Salvador se quedó dos días con don José García y García, ayudándolo a organizarse antes de irse. El gallego lamentaba su ida porque en el poco tiempo que estuvo, el muchacho le había aliviado el trabajo y también la soledad del viejo que labura todo el día y después, al cerrar el boliche, se queda solo. Al tercer día, se despidió marchándose con sus pocas pertenencias: ropa, documentos y fotos familiares.
CAPÍTULO 4
Los dos italianos habían hecho una rutina después de la primera semana. Muy temprano llevaban los animales al pastoreo, después de haber ordeñado a las vacas y a la tarde los traían de vuelta a los corrales. Inspeccionaron las herramientas de labranza y vieron que estaban en buen estado, aunque no había campos cultivados. Alrededor de la casa crecían, además del gran nogal, varias tunas y algunos frutales. Ramón estaba en la casa pero casi no lo veían. Cenobia, aunque se le notaba la desconfianza hacia ellos, había optado por no protestar ya que su patrona había autorizado la presencia de los hombres. Cocinaba, se encargaba del gallinero, les preparaba el mate y conversaba. Su naturaleza parlanchina podía más que sus pruritos y así fue contando historias.
Don Ignacio había tenido mujer, gallega como él, a quien había traído de su país. Habían llegado a Villa Nueva y comprado tierras. Los dos habían trabajado mucho, a sol y a sombra.
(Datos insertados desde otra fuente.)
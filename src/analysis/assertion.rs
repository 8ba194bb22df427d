//! User-authored state assertions.

use crate::analysis::state::StateChange;
use serde::{Deserialize, Serialize};

/// What an assertion overrides.
#[derive(Copy, Clone, Debug, PartialEq, Eq, Serialize, Deserialize)]
pub enum AssertionType {
    /// The asserted change applies to the local state after the site
    /// executes; the walk continues.
    Instruction,
    /// The walk stops at the site and the asserted change becomes the
    /// enclosing subroutine's state change.
    Subroutine,
}

/// A user-supplied answer for a site the walker cannot analyze soundly.
#[derive(Copy, Clone, Debug, PartialEq, Serialize, Deserialize)]
pub struct Assertion {
    pub assertion_type: AssertionType,
    pub state_change: StateChange,
}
No habían llegado los hijos, pero ellos lo habían aceptado y se veían felices, así decía Cenobia, que estaba en la casa desde hacía años. Y en un viaje a Río Cuarto, escapando de unos maleantes de los varios que asolaban la zona, el caballo de la doña se había desbocado y la había tirado, dejándola malherida. Los maleantes se habían escapado al ver lo que pasaba y don Ignacio, con su mujer abrazada junto a él en el caballo que les había quedado, había llegado al pueblo, con ella mal. Doña María la había atendido, pero poco pudo hacer y había muerto a los días, en una agonía lenta, sin despertar. Don Ignacio había estado todo el tiempo a su lado, agobiado de dolor y sintiéndose culpable por no haberla defendido, decía él. Y después, ya no fue el mismo. Se volvió malhumorado, todas las noches después de trabajar su campo bebía para olvidar , y se fue encerrando. Algunos hombres, que lo ayudaban en los trabajos pesados de la siembra y el cuidado de los animales, se fueron yendo, cansados del maltrato que ahora lo caracterizaba y porque de a poco era menos lo que iba haciendo. En épocas de recolección, solía llamar alguna gente para que lo ayudara, pero no era lo mismo.
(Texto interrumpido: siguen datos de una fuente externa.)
//! CLI argument handling.

use crate::analysis::Analysis;
use crate::cli::dis;
use clap::{App, Arg};
use std::io;

pub fn main() -> io::Result<()> {
    let matches = App::new("snesdis")
        .version(env!("CARGO_PKG_VERSION"))
        .about("Static analyzer and disassembler for 65816 ROM images")
        .arg(
            Arg::with_name("ROM")
                .help("The ROM image to analyze")
                .required(true),
        )
        .arg(
            Arg::with_name("project")
                .long("project")
                .value_name("FILE")
                .takes_value(true)
                .help("Project file with user metadata to load before the run"),
        )
        .arg(
            Arg::with_name("save-project")
                .long("save-project")
                .value_name("FILE")
                .takes_value(true)
                .help("Write user metadata to FILE after the run"),
        )
        .get_matches();

    let rom_path = matches
        .value_of("ROM")
        .ok_or_else(|| io::Error::new(io::ErrorKind::InvalidInput, "no ROM path given"))?;

    let mut analysis = Analysis::from_path(rom_path)?;

    match matches.value_of("project") {
        Some(project_path) => analysis.load(project_path)?,
        None => analysis.run(),
    }

    let stdout = io::stdout();
    dis::write_disassembly(&analysis, &mut stdout.lock())?;

    if let Some(save_path) = matches.value_of("save-project") {
        analysis.save(save_path)?;
    }

    Ok(())
}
Un día, en el pueblo, vio a una jovencita que lo conmovió después de mucho tiempo. Era Antonia, que vivía con su hermano en una de las zonas más pobres de Villa Nueva, allí donde Salvador había ido a buscarlo. Flaquita, desnutrida, mal vestida, daba pena. Don Ignacio habló con Ramón y le dijo que la contrataba para trabajar en su casa. Si bien se asombró por lo inesperado del pedido, Ramón entendió que podía ser para su bien, ya que él sólo sabía hacer changas y se estaban muriendo de hambre. Además se daba cuenta que si bien Antonia era muy joven ya despertaba miradas codiciosas de algunos hombres del pueblo y ellos estaban muy desamparados como para resistir los embates. Antonia estuvo de acuerdo, el gallego se la llevó para su campo y Ramón se quedó solo, ya que a él no le ofreció trabajo. La muchacha, ahora bien alimentada y cuidada, fue ganando peso y hermosura. Cada tanto, se aparecía en la casa de su hermano con comida y algo de ropa. No hablaban mucho y ella se quedaba un rato nomás hasta que volvía al campo. Un día, llegó con don Ignacio, que se la pidió en matrimonio, por ser su único pariente. Otra vez sorprendido, Ramón dijo que sí y en una ceremonia rápida y sin ninguna celebración, Antonia pasó a ser la señora de Mendieta, ama de la casa.